1.      Owek. Charles Peter Mayiga
(Katikkiro of the Kingdom of Buganda)
2.      Owek. David Frederick Kisitu Mpanga
(Attorney General and Minister of Local Governments in the Kabaka’s Government)
3.      Ministers and Officials in the Kabaka’s Government
4.      Ladies and gentlemen

We are very delighted and honoured that despite your busy schedule, you have gladly accepted to meet us today in your Office. It has given us so much joy to interact with you— a person we identify with in the legal profession and an alumnus of the Law Development Centre (LDC). It has not been a walkover to strike an appointment with you and therefore, we do not take this much sought for opportunity for granted.

In the same vein, kindly accept our sincere gratitude to you for sacrificing your life and limb to serve His Majesty Ssabasajja Kabaka Ronald Frederick Kimera Muwenda Mutebi II, his subjects (the people of Buganda) and all Ugandans over the years in different capacities.

We wish also to officially congratulate you upon your new appointment as Katikkiro — the second highest office in the Kingdom of Buganda together with all the new Ministers and Members of the Lukiiko. At the same time, we are grateful to Ssabasajja Kabaka for entrusting you with this new responsibility. It is our hope and faith that you will serve faithfully and diligently both the Kingdom and your country Uganda. We will uphold you in our prayers so that the Almighty God grants you wisdom, vision, good health, strength and grace to accomplish this uphill task.


The key reason why we are here is to present to you our humble views regarding the state of affairs, specifically in Buganda and generally in Uganda. The other reasons include—
  1. making a formal monetary contribution towards the reconstruction of the Kasubi Royal Tombs (a UNESCO World Heritage Site) which was burnt down on March 16, 2010;
  2. buying Certificates to support the development projects within the Kingdom;
  3. discussing our views with you; and
  4. having a mini tour of the Bulange Building (the Kingdom’s Administrative Seat).


Owek. Katikkiro, our views will centre on some of the cultural, political, economic and social issues in our community. We are sure beyond a reasonable doubt that you are well aware of these issues and that the leadership here is continuously devising strategies of how to deal with them. How we pray that you consider our perspectives as well modeled around the five (5) Core Goals of Buganda (Esonga za Buganda Ssemasonga).
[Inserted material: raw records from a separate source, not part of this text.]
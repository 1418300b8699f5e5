//! # Document Repository
//!
//! Issued documents, their JSON payload and transmission status.
//!
//! ## Lifecycle
//! ```text
//! ┌─────────────────────────────────────────────────────────────────────────┐
//! │  create_in (issuance transaction, with the control number)            │
//! │       │                                                                 │
//! │       ▼                                                                 │
//! │   pending ──► update_status(processed, stamp)                          │
//! │       │                                                                 │
//! │       ├────► update_status(rejected)                                   │
//! │       │                                                                 │
//! │       └────► move_to_contingency_in ──► contingency queue              │
//! │                   (mode = contingency, payload rewritten)              │
//! │                                                                         │
//! │   pending + normal past the grace period = stranded_before(cutoff)     │
//! └─────────────────────────────────────────────────────────────────────────┘
//! ```

use chrono::{DateTime, Utc};
use dte_core::{CoreError, Document, DocumentStatus, TransmissionMode};
use sqlx::{FromRow, SqliteConnection, SqlitePool};
use tracing::debug;
use uuid::Uuid;

use crate::error::{DbError, DbResult};

/// A document row.
#[derive(Debug, Clone, PartialEq, FromRow)]
pub struct StoredDocument {
    pub id: String,
    pub branch_id: String,
    pub generation_code: String,
    pub control_number: String,
    pub document_type: String,
    /// Emission year; with branch and type it scopes the control number.
    pub year: i32,
    pub transmission_mode: TransmissionMode,
    pub status: DocumentStatus,
    pub reception_stamp: Option<String>,
    /// Canonical JSON of the [`Document`].
    pub payload: String,
    pub signed_payload: Option<String>,
    pub attempts: i64,
    pub last_error: Option<String>,
    pub created_at: DateTime<Utc>,
    pub updated_at: DateTime<Utc>,
}

impl StoredDocument {
    /// Decodes the stored payload.
    pub fn document(&self) -> DbResult<Document> {
        Ok(Document::from_json(&self.payload)?)
    }
}

/// Insert parameters.
#[derive(Debug, Clone, Copy)]
pub struct NewDocument<'a> {
    pub document: &'a Document,
    pub status: DocumentStatus,
    pub reception_stamp: Option<&'a str>,
    pub signed_payload: Option<&'a str>,
}

impl<'a> NewDocument<'a> {
    /// A pending document without stamp.
    pub fn pending(document: &'a Document) -> Self {
        NewDocument {
            document,
            status: DocumentStatus::Pending,
            reception_stamp: None,
            signed_payload: None,
        }
    }

    pub fn signed_payload(mut self, signed: &'a str) -> Self {
        self.signed_payload = Some(signed);
        self
    }
}

const SELECT_COLUMNS: &str = r#"
    SELECT id, branch_id, generation_code, control_number, document_type, year,
           transmission_mode, status, reception_stamp, payload, signed_payload,
           attempts, last_error, created_at, updated_at
    FROM documents
"#;

/// Repository for issued documents.
#[derive(Debug, Clone)]
pub struct DocumentRepository {
    pool: SqlitePool,
}

impl DocumentRepository {
    /// Creates a new DocumentRepository.
    pub fn new(pool: SqlitePool) -> Self {
        DocumentRepository { pool }
    }

    /// Stores a document on the caller's connection.
    ///
    /// The document must already carry its control number.
    ///
    /// ## Returns
    /// * `Ok(StoredDocument)` - The inserted row
    /// * `Err(DbError::UniqueViolation)` - Generation code reused, or control
    ///   number reused within the same branch, type and year
    pub async fn create_in(
        conn: &mut SqliteConnection,
        new: &NewDocument<'_>,
    ) -> DbResult<StoredDocument> {
        let doc = new.document;
        let control_number = doc
            .control_number()
            .ok_or(CoreError::MissingField("control_number"))?;

        let now = Utc::now();
        let row = StoredDocument {
            id: Uuid::new_v4().to_string(),
            branch_id: doc.issuer.branch_id.clone(),
            generation_code: doc.generation_code().to_string().to_uppercase(),
            control_number: control_number.to_string(),
            document_type: doc.document_type().code().to_string(),
            year: doc.year(),
            transmission_mode: doc.identification.transmission_mode,
            status: new.status,
            reception_stamp: new.reception_stamp.map(String::from),
            payload: doc.to_json()?,
            signed_payload: new.signed_payload.map(String::from),
            attempts: 0,
            last_error: None,
            created_at: now,
            updated_at: now,
        };

        sqlx::query(
            r#"
            INSERT INTO documents (
                id, branch_id, generation_code, control_number, document_type, year,
                transmission_mode, status, reception_stamp, payload, signed_payload,
                attempts, last_error, created_at, updated_at
            ) VALUES (?1, ?2, ?3, ?4, ?5, ?6, ?7, ?8, ?9, ?10, ?11, ?12, ?13, ?14, ?15)
            "#,
        )
        .bind(&row.id)
        .bind(&row.branch_id)
        .bind(&row.generation_code)
        .bind(&row.control_number)
        .bind(&row.document_type)
        .bind(row.year)
        .bind(row.transmission_mode)
        .bind(row.status)
        .bind(&row.reception_stamp)
        .bind(&row.payload)
        .bind(&row.signed_payload)
        .bind(row.attempts)
        .bind(&row.last_error)
        .bind(row.created_at)
        .bind(row.updated_at)
        .execute(&mut *conn)
        .await
        .map_err(|e| match DbError::from(e) {
            DbError::UniqueViolation { field, .. } if field.contains("control_number") => {
                DbError::duplicate("documents.control_number", row.control_number.clone())
            }
            DbError::UniqueViolation { field, .. } => {
                DbError::duplicate(field, row.generation_code.clone())
            }
            other => other,
        })?;

        debug!(
            id = %row.id,
            control_number = %row.control_number,
            status = %row.status,
            "Document stored"
        );

        Ok(row)
    }

    /// Stores a document on its own connection.
    pub async fn create_document(&self, new: &NewDocument<'_>) -> DbResult<StoredDocument> {
        let mut conn = self.pool.acquire().await?;
        Self::create_in(&mut conn, new).await
    }

    /// Sets the status and, when given, the reception stamp.
    pub async fn update_status(
        &self,
        id: &str,
        status: DocumentStatus,
        stamp: Option<&str>,
    ) -> DbResult<()> {
        let mut conn = self.pool.acquire().await?;
        Self::update_status_in(&mut conn, id, status, stamp, None).await
    }

    /// Sets status, stamp and error note on the caller's connection.
    pub async fn update_status_in(
        conn: &mut SqliteConnection,
        id: &str,
        status: DocumentStatus,
        stamp: Option<&str>,
        note: Option<&str>,
    ) -> DbResult<()> {
        let result = sqlx::query(
            r#"
            UPDATE documents SET
                status = ?2,
                reception_stamp = COALESCE(?3, reception_stamp),
                last_error = COALESCE(?4, last_error),
                updated_at = ?5
            WHERE id = ?1
            "#,
        )
        .bind(id)
        .bind(status)
        .bind(stamp)
        .bind(note)
        .bind(Utc::now())
        .execute(&mut *conn)
        .await?;

        if result.rows_affected() == 0 {
            return Err(DbError::not_found("Document", id));
        }
        debug!(id = %id, status = %status, "Document status updated");
        Ok(())
    }

    /// Counts a failed transmission attempt.
    pub async fn record_attempt_in(
        conn: &mut SqliteConnection,
        id: &str,
        error: &str,
    ) -> DbResult<()> {
        sqlx::query(
            r#"
            UPDATE documents SET
                attempts = attempts + 1,
                last_error = ?2,
                updated_at = ?3
            WHERE id = ?1
            "#,
        )
        .bind(id)
        .bind(error)
        .bind(Utc::now())
        .execute(&mut *conn)
        .await?;
        Ok(())
    }

    /// Switches a pending document to contingency mode with its rewritten
    /// payload. The old signature no longer matches, so the signed payload
    /// is replaced too (cleared when `signed` is `None`).
    pub async fn move_to_contingency_in(
        conn: &mut SqliteConnection,
        id: &str,
        doc: &Document,
        signed: Option<&str>,
        error: &str,
    ) -> DbResult<()> {
        let result = sqlx::query(
            r#"
            UPDATE documents SET
                transmission_mode = ?2,
                payload = ?3,
                signed_payload = ?4,
                attempts = attempts + 1,
                last_error = ?5,
                updated_at = ?6
            WHERE id = ?1 AND status = ?7
            "#,
        )
        .bind(id)
        .bind(TransmissionMode::Contingency)
        .bind(doc.to_json()?)
        .bind(signed)
        .bind(error)
        .bind(Utc::now())
        .bind(DocumentStatus::Pending)
        .execute(&mut *conn)
        .await?;

        if result.rows_affected() == 0 {
            return Err(DbError::not_found("Pending document", id));
        }
        Ok(())
    }

    pub async fn get_by_id(&self, id: &str) -> DbResult<Option<StoredDocument>> {
        let sql = format!("{SELECT_COLUMNS} WHERE id = ?1");
        let row = sqlx::query_as::<_, StoredDocument>(&sql)
            .bind(id)
            .fetch_optional(&self.pool)
            .await?;
        Ok(row)
    }

    /// Looks up a document by branch and generation code.
    pub async fn get_by_generation_code(
        &self,
        branch_id: &str,
        generation_code: Uuid,
    ) -> DbResult<Option<StoredDocument>> {
        let sql = format!("{SELECT_COLUMNS} WHERE branch_id = ?1 AND generation_code = ?2");
        let row = sqlx::query_as::<_, StoredDocument>(&sql)
            .bind(branch_id)
            .bind(generation_code.to_string().to_uppercase())
            .fetch_optional(&self.pool)
            .await?;
        Ok(row)
    }

    /// Pending normal-mode documents last touched before `cutoff`, oldest
    /// first: issuances that committed but never settled or reached the
    /// contingency queue.
    pub async fn stranded_before(
        &self,
        cutoff: DateTime<Utc>,
        limit: u32,
    ) -> DbResult<Vec<StoredDocument>> {
        let sql = format!(
            "{SELECT_COLUMNS} WHERE status = ?1 AND transmission_mode = ?2 AND updated_at < ?3 \
             ORDER BY updated_at ASC LIMIT ?4"
        );
        let rows = sqlx::query_as::<_, StoredDocument>(&sql)
            .bind(DocumentStatus::Pending)
            .bind(TransmissionMode::Normal)
            .bind(cutoff)
            .bind(i64::from(limit))
            .fetch_all(&self.pool)
            .await?;
        Ok(rows)
    }

    /// Counts documents of a branch in a given status.
    pub async fn count_by_status(&self, branch_id: &str, status: DocumentStatus) -> DbResult<i64> {
        let count: i64 =
            sqlx::query_scalar("SELECT COUNT(*) FROM documents WHERE branch_id = ?1 AND status = ?2")
                .bind(branch_id)
                .bind(status)
                .fetch_one(&self.pool)
                .await?;
        Ok(count)
    }
}

#[cfg(test)]
pub(crate) mod test_support {
    use chrono::TimeZone;
    use dte_core::*;
    use rust_decimal::Decimal;

    /// A minimal document for storage tests; not meant to pass validation.
    pub fn document(branch: &str, sequence: u64) -> Document {
        let number =
            ControlNumber::format(DocumentType::Invoice, "M001", "P001", None, sequence).unwrap();
        Document {
            identification: Identification {
                document_type: DocumentType::Invoice,
                transmission_mode: TransmissionMode::Normal,
                contingency_reason: None,
                contingency_detail: None,
                control_number: Some(number),
                generation_code: uuid::Uuid::new_v4(),
                emitted_at: chrono::Utc.with_ymd_and_hms(2024, 5, 1, 9, 0, 0).unwrap(),
                currency: CURRENCY_USD.into(),
            },
            issuer: Issuer {
                branch_id: branch.into(),
                ..Default::default()
            },
            receiver: Receiver::default(),
            items: Vec::new(),
            summary: Summary {
                total_taxed: Decimal::ZERO,
                total_exempt: Decimal::ZERO,
                total_non_subject: Decimal::ZERO,
                subtotal_sales: Decimal::ZERO,
                taxed_discount: Decimal::ZERO,
                exempt_discount: Decimal::ZERO,
                non_subject_discount: Decimal::ZERO,
                total_discount: Decimal::ZERO,
                subtotal: Decimal::ZERO,
                taxes: Vec::new(),
                operation_total: Decimal::ZERO,
                total_non_taxed: Decimal::ZERO,
                vat_perception: Decimal::ZERO,
                vat_retention: Decimal::ZERO,
                income_retention: Decimal::ZERO,
                amount_to_pay: Decimal::ZERO,
                payment_condition: PaymentCondition::Cash,
                payments: Vec::new(),
                amount_in_words: None,
            },
            related_documents: Vec::new(),
            third_party_sale: None,
            extension: None,
            appendixes: Vec::new(),
        }
    }
}
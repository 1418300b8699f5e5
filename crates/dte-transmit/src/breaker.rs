//! # Circuit Breaker
//!
//! Guards the tax authority from being hammered while it is down, and the
//! issuer from waiting on it.
//!
//! ## State Machine
//! ```text
//! ┌─────────────────────────────────────────────────────────────────────────┐
//! │                                                                         │
//! │   ┌──────────┐  consecutive failures ≥ threshold   ┌──────────┐        │
//! │   │  CLOSED  │ ──────────────────────────────────► │   OPEN   │        │
//! │   └────▲─────┘                                     └────┬─────┘        │
//! │        │                                                │              │
//! │        │ probe succeeded        now − last_failure >    │              │
//! │        │                        reset_timeout           │              │
//! │        │                        (on try_acquire)        ▼              │
//! │        │                                          ┌───────────┐        │
//! │        └──────────────────────────────────────────│ HALF-OPEN │        │
//! │                                                   └─────┬─────┘        │
//! │                     probe failed (timer restarted)      │              │
//! │                   OPEN ◄────────────────────────────────┘              │
//! │                                                                         │
//! │   HALF-OPEN admits exactly one probe. Everyone else is refused until   │
//! │   the probe reports back. A probe dropped unsettled reports failure.   │
//! └─────────────────────────────────────────────────────────────────────────┘
//! ```
//!
//! One breaker per branch, handed out by [`BreakerRegistry`]. State lives
//! behind a single `tokio::sync::RwLock`; transitions are published on a
//! `watch` channel.

use std::collections::HashMap;
use std::fmt;
use std::sync::Arc;
use std::time::Duration;

use chrono::{DateTime, Utc};
use dte_core::Clock;
use serde::{Deserialize, Serialize};
use tokio::sync::{watch, RwLock};
use tracing::{debug, info, warn};

use crate::config::BreakerSettings;

// =============================================================================
// Circuit State
// =============================================================================

#[derive(Debug, Clone, Copy, PartialEq, Eq, Hash, Serialize, Deserialize)]
#[serde(rename_all = "snake_case")]
pub enum CircuitState {
    /// Requests flow normally.
    Closed,
    /// Requests are refused; documents go to contingency.
    Open,
    /// One probe request is allowed through.
    HalfOpen,
}

impl fmt::Display for CircuitState {
    fn fmt(&self, f: &mut fmt::Formatter<'_>) -> fmt::Result {
        match self {
            CircuitState::Closed => write!(f, "closed"),
            CircuitState::Open => write!(f, "open"),
            CircuitState::HalfOpen => write!(f, "half_open"),
        }
    }
}

#[derive(Debug)]
struct Inner {
    state: CircuitState,
    consecutive_failures: u32,
    last_failure: Option<DateTime<Utc>>,
    probe_in_flight: bool,
}

// =============================================================================
// Circuit Breaker
// =============================================================================

pub struct CircuitBreaker {
    name: String,
    settings: BreakerSettings,
    clock: Arc<dyn Clock>,
    inner: RwLock<Inner>,
    state_tx: watch::Sender<CircuitState>,
}

impl CircuitBreaker {
    pub fn new(name: impl Into<String>, settings: BreakerSettings, clock: Arc<dyn Clock>) -> Self {
        let (state_tx, _) = watch::channel(CircuitState::Closed);
        CircuitBreaker {
            name: name.into(),
            settings,
            clock,
            inner: RwLock::new(Inner {
                state: CircuitState::Closed,
                consecutive_failures: 0,
                last_failure: None,
                probe_in_flight: false,
            }),
            state_tx,
        }
    }

    pub fn name(&self) -> &str {
        &self.name
    }

    /// Asks to send one request upstream.
    ///
    /// The returned permit must be settled with [`CallPermit::success`] or
    /// [`CallPermit::failure`]. A half-open probe permit dropped unsettled
    /// (the caller was cancelled) counts as a failed probe.
    ///
    /// ## Returns
    /// * `Some(permit)` - Closed, or this caller is the single half-open probe
    /// * `None` - Open and still cooling down, or a probe is already out
    pub async fn try_acquire(self: &Arc<Self>) -> Option<CallPermit> {
        if self.inner.read().await.state == CircuitState::Closed {
            return Some(CallPermit::new(self.clone(), false));
        }

        let mut inner = self.inner.write().await;
        let probe = match inner.state {
            CircuitState::Closed => false,
            CircuitState::Open => {
                if !self.cooled_down(inner.last_failure) {
                    return None;
                }
                self.transition(&mut inner, CircuitState::HalfOpen);
                true
            }
            CircuitState::HalfOpen if inner.probe_in_flight => return None,
            CircuitState::HalfOpen => true,
        };
        inner.probe_in_flight |= probe;
        Some(CallPermit::new(self.clone(), probe))
    }

    /// Reports a successful upstream call. Closes the circuit.
    pub async fn record_success(&self) {
        let mut inner = self.inner.write().await;
        inner.consecutive_failures = 0;
        inner.probe_in_flight = false;
        if inner.state != CircuitState::Closed {
            self.transition(&mut inner, CircuitState::Closed);
        }
    }

    /// Reports a failed upstream call.
    pub async fn record_failure(&self) {
        let mut inner = self.inner.write().await;
        self.fail(&mut inner);
    }

    fn fail(&self, inner: &mut Inner) {
        inner.consecutive_failures = inner.consecutive_failures.saturating_add(1);
        inner.last_failure = Some(self.clock.now());
        inner.probe_in_flight = false;

        match inner.state {
            CircuitState::Closed if inner.consecutive_failures >= self.settings.failure_threshold => {
                self.transition(inner, CircuitState::Open);
            }
            CircuitState::Closed => {
                debug!(
                    breaker = %self.name,
                    failures = inner.consecutive_failures,
                    threshold = self.settings.failure_threshold,
                    "Upstream failure recorded"
                );
            }
            CircuitState::HalfOpen => self.transition(inner, CircuitState::Open),
            CircuitState::Open => {}
        }
    }

    /// Probe dropped without an outcome.
    fn abandon_probe(self: &Arc<Self>) {
        warn!(breaker = %self.name, "Probe abandoned, reopening circuit");
        match self.inner.try_write() {
            Ok(mut inner) => self.fail(&mut inner),
            Err(_) => match tokio::runtime::Handle::try_current() {
                Ok(handle) => {
                    let breaker = self.clone();
                    handle.spawn(async move { breaker.record_failure().await });
                }
                Err(_) => warn!(breaker = %self.name, "No runtime to release abandoned probe"),
            },
        }
    }

    pub async fn state(&self) -> CircuitState {
        self.inner.read().await.state
    }

    pub async fn consecutive_failures(&self) -> u32 {
        self.inner.read().await.consecutive_failures
    }

    /// Subscribes to state transitions.
    pub fn subscribe(&self) -> watch::Receiver<CircuitState> {
        self.state_tx.subscribe()
    }

    fn cooled_down(&self, last_failure: Option<DateTime<Utc>>) -> bool {
        let Some(last) = last_failure else {
            return true;
        };
        let elapsed = (self.clock.now() - last).to_std().unwrap_or(Duration::ZERO);
        elapsed > self.settings.reset_timeout()
    }

    fn transition(&self, inner: &mut Inner, to: CircuitState) {
        let from = inner.state;
        inner.state = to;

        match to {
            CircuitState::Open => warn!(
                breaker = %self.name,
                %from,
                failures = inner.consecutive_failures,
                "Circuit opened"
            ),
            CircuitState::HalfOpen => info!(breaker = %self.name, %from, "Circuit half-open, probing"),
            CircuitState::Closed => info!(breaker = %self.name, %from, "Circuit closed"),
        }

        self.state_tx.send_replace(to);
    }
}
  1. The Relevance of Traditional Cultural Institutions in a Modern Uganda
 During private debates, many of our contemporaries especially those from outside Buganda (some of whom are here) often challenge us in the following terms: “Do you really think kingdoms and other traditional cultural institutions are still relevant in Uganda?” “Don’t you think Obote was a nationalist when he attacked and abolished them in 1966 and 1967 respectively?” “Why does the Kabaka attend soccer tournaments instead of engaging in more meaningful activities?”

These questions can easily irk someone who believes in the importance of traditional cultural institutions and consequently debate with a lot of passion and/or anger than reason and logic. Some of us have answered these questions with questions as well, for example: “What do you think constitutes Uganda?” “Don’t you think a nationalist would strive to protect, promote and respect the symbols of our cultural heritage and identity as Ugandans rather than attack, destroy and abolish them?” “Did you know that over the years about 70% of the Uganda Cranes National Team were spotted in either Bika (Clan) or Masaza (County) Football Tournaments?” or “Have you easily forgotten that the Queen Elizabeth II opened the London 2012 Olympic Games?”

We have had to remind them, using particularly Buganda as a case study, about the efforts to promote good values of honesty, hard work, transparency, egalitarianism, respect embedded in our cultural norms and practices; the efforts to improve the health standards through building well equipped health facilities, immunization and other health campaigns; the efforts to improve the standards of living by encouraging people to save, have planned families and live in planned settlements; the efforts to educate and equip skills to all young people through building schools and institutions of higher learning, offering bursaries and encouraging vocational training; efforts to unite Ugandans by encouraging full appreciation and respect of each other’s cultural values, religious and political beliefs; efforts to ensure national development by demanding equitable sharing of national resources, accountability, and by spearheading various development projects; and efforts to nurture talent among children and our youth through organizing annual school, clan and county tournaments inter alia.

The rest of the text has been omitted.